- ABOUT THIS TASK
Produce a copy of every line in the records that holds the string "Future".

══ INFORMATION ══

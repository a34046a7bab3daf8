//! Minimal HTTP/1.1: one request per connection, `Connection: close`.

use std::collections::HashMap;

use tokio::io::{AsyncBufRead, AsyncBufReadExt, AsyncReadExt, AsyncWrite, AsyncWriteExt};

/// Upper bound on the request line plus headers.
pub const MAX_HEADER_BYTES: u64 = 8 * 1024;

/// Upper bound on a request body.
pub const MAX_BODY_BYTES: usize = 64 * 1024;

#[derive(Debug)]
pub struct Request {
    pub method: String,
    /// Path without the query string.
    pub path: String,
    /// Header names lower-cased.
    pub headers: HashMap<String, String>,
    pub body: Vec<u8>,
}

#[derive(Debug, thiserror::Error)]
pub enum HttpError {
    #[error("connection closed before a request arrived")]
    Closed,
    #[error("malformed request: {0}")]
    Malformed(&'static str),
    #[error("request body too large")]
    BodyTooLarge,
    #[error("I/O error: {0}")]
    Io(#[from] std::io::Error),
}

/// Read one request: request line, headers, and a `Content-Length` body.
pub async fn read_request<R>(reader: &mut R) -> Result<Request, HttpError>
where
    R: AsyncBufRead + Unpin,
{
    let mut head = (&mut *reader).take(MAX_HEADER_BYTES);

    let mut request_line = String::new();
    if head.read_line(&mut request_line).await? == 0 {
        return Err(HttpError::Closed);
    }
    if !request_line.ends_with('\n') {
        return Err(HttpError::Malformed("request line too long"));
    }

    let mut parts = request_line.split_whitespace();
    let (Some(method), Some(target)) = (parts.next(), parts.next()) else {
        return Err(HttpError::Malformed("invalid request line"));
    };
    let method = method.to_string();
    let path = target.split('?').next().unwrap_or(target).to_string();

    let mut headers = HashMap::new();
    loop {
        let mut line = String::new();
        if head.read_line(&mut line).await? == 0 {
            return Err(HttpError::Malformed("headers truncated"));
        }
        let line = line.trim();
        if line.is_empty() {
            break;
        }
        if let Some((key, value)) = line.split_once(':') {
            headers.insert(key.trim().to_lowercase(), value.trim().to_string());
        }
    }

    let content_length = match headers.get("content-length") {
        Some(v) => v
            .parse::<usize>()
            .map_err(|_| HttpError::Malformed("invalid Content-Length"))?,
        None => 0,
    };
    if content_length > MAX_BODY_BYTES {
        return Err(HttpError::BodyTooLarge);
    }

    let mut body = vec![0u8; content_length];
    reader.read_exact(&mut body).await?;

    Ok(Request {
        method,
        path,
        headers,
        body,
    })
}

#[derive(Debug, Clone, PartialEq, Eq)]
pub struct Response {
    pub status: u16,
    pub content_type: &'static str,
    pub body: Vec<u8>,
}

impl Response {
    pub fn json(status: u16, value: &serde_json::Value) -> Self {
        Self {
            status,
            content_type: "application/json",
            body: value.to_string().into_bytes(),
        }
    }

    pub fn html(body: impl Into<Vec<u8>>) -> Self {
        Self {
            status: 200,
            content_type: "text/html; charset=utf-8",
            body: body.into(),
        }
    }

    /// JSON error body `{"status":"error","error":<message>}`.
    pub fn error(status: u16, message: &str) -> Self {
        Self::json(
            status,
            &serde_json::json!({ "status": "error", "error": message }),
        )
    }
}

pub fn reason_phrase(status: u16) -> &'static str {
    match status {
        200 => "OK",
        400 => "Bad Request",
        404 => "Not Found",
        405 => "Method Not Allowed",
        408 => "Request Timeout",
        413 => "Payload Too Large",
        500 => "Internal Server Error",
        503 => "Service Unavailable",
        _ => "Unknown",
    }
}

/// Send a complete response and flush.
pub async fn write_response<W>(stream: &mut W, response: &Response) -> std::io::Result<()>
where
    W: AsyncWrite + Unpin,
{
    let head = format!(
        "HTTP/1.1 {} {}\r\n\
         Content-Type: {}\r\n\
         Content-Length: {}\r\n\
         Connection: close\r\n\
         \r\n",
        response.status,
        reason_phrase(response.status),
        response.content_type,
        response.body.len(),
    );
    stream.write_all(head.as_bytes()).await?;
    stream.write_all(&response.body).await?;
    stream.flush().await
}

═══
══ INFORMATION ══

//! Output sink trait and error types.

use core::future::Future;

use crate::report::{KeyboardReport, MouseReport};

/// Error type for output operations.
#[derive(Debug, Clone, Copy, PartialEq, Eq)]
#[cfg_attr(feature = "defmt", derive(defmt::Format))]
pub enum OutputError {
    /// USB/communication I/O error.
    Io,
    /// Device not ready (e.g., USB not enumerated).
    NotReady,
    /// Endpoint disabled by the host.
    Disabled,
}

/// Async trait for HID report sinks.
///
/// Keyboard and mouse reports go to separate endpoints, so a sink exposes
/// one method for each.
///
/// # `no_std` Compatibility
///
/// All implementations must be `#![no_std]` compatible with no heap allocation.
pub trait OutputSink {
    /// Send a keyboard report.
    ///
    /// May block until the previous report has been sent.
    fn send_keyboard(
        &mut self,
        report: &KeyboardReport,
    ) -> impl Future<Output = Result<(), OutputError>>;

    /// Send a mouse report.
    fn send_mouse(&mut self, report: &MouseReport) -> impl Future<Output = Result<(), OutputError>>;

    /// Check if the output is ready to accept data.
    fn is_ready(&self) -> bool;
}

═══

- THE ANSWER
use core::future::Future;
    ) -> impl Future<Output = Result<(), OutputError>>;
    fn send_mouse(&mut self, report: &MouseReport) -> impl Future<Output = Result<(), OutputError>>;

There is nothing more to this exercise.